Scan the records below. List lines holding "index".
DATASET RECORDS Block Start
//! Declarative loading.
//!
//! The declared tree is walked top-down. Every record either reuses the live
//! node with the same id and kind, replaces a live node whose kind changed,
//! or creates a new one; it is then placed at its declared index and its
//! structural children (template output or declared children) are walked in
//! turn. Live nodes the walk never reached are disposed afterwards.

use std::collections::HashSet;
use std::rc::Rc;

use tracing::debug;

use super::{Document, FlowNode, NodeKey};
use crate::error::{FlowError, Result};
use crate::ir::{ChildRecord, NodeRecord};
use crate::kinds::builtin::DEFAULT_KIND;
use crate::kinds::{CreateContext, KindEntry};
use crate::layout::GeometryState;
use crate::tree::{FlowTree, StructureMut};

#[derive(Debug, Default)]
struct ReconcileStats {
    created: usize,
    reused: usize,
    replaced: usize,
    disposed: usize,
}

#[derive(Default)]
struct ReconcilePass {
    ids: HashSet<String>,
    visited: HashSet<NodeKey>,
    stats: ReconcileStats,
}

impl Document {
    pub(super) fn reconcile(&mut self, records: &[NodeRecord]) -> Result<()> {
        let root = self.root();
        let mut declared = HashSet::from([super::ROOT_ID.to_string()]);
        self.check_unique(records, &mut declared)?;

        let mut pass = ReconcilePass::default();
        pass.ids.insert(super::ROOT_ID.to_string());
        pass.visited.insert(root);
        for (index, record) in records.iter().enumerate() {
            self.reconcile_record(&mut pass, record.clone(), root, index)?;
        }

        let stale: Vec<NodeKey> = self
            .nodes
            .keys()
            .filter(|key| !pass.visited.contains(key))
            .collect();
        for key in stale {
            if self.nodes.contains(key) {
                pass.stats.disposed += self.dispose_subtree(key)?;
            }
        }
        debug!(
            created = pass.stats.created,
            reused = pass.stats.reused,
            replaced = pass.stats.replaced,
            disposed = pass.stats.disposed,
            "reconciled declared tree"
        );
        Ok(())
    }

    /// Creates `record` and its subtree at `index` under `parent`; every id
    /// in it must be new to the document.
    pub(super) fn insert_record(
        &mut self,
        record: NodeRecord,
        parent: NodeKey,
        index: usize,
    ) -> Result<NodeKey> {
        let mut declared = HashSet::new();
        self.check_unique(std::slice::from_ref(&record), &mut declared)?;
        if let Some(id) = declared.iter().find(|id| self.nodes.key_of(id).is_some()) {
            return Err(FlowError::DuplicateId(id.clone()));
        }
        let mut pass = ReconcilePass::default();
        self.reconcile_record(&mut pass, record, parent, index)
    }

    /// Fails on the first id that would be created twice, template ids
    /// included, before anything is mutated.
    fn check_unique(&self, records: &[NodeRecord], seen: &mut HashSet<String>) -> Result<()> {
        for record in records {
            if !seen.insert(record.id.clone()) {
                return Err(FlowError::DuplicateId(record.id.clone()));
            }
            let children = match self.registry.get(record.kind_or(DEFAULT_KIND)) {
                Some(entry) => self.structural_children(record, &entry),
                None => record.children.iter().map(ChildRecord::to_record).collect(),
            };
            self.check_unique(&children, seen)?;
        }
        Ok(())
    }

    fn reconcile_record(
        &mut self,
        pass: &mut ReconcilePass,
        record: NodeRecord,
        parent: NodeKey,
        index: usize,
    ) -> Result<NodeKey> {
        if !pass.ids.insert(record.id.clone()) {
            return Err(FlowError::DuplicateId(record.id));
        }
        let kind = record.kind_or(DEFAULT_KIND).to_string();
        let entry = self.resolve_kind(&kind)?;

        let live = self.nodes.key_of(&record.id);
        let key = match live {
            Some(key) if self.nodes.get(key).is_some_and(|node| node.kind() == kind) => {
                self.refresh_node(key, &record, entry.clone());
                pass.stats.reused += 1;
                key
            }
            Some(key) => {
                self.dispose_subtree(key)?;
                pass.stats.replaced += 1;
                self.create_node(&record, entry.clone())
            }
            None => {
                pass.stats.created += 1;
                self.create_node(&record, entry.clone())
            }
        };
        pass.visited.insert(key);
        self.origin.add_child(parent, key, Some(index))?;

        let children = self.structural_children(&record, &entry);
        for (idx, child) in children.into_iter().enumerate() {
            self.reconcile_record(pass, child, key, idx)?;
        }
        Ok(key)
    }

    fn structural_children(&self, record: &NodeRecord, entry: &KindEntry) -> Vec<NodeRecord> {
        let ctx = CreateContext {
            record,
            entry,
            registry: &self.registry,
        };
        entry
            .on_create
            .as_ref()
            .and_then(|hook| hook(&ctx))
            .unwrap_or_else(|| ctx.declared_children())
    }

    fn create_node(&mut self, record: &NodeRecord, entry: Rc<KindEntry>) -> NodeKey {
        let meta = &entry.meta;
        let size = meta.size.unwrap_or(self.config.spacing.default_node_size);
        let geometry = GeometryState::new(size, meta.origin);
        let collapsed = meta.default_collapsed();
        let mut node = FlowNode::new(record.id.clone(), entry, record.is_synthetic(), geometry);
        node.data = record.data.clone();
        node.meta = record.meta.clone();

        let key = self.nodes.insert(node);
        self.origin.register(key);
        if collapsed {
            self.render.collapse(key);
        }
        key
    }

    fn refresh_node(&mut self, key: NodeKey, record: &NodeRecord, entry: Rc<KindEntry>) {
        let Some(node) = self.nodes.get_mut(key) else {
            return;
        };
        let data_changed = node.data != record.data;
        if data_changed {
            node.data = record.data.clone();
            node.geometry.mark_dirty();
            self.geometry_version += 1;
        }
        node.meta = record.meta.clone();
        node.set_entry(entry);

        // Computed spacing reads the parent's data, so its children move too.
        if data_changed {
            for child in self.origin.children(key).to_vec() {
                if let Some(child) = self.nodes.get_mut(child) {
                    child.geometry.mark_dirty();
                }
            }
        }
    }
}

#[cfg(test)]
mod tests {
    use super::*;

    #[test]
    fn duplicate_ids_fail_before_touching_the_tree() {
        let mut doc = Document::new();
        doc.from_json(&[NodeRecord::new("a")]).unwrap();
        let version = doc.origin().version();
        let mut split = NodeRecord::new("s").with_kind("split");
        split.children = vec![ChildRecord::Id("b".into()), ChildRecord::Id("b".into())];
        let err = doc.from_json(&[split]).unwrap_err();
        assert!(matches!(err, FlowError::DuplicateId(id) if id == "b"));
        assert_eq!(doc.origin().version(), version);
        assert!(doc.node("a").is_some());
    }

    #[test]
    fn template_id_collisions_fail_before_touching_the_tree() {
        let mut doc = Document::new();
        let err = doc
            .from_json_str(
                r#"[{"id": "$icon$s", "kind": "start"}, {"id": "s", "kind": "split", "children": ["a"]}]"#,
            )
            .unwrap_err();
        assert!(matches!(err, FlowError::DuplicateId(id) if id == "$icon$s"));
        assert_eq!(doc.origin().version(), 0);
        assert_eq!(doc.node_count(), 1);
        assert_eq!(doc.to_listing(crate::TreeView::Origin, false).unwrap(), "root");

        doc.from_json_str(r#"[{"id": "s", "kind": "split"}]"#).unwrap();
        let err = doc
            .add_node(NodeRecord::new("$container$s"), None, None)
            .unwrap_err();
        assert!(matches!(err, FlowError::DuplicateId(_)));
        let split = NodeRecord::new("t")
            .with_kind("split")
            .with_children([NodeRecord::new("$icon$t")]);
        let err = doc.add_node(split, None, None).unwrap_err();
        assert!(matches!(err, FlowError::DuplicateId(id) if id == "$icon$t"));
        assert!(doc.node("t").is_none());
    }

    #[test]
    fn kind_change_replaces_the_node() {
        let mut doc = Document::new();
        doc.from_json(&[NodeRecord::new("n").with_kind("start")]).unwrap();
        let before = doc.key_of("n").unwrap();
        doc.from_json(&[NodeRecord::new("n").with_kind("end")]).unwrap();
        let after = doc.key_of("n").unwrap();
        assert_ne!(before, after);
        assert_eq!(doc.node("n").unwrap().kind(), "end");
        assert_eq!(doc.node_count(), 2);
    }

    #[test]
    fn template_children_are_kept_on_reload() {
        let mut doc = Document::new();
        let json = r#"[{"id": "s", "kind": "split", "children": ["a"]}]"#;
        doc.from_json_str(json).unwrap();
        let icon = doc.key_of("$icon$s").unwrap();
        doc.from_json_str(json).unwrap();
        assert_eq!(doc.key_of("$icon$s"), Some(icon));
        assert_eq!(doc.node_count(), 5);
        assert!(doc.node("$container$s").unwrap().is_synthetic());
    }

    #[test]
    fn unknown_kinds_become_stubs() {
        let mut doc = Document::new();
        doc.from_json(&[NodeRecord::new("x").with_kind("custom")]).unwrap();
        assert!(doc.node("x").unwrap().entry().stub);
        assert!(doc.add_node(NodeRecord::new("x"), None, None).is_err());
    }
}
DATASET RECORDS Block End
# WRITTEN RESPONSE
//! or creates a new one; it is then placed at its declared index and its
        for (index, record) in records.iter().enumerate() {
            self.reconcile_record(&mut pass, record.clone(), root, index)?;
    /// Creates `record` and its subtree at `index` under `parent`; every id
        index: usize,
        self.reconcile_record(&mut pass, record, parent, index)
        index: usize,
        self.origin.add_child(parent, key, Some(index))?;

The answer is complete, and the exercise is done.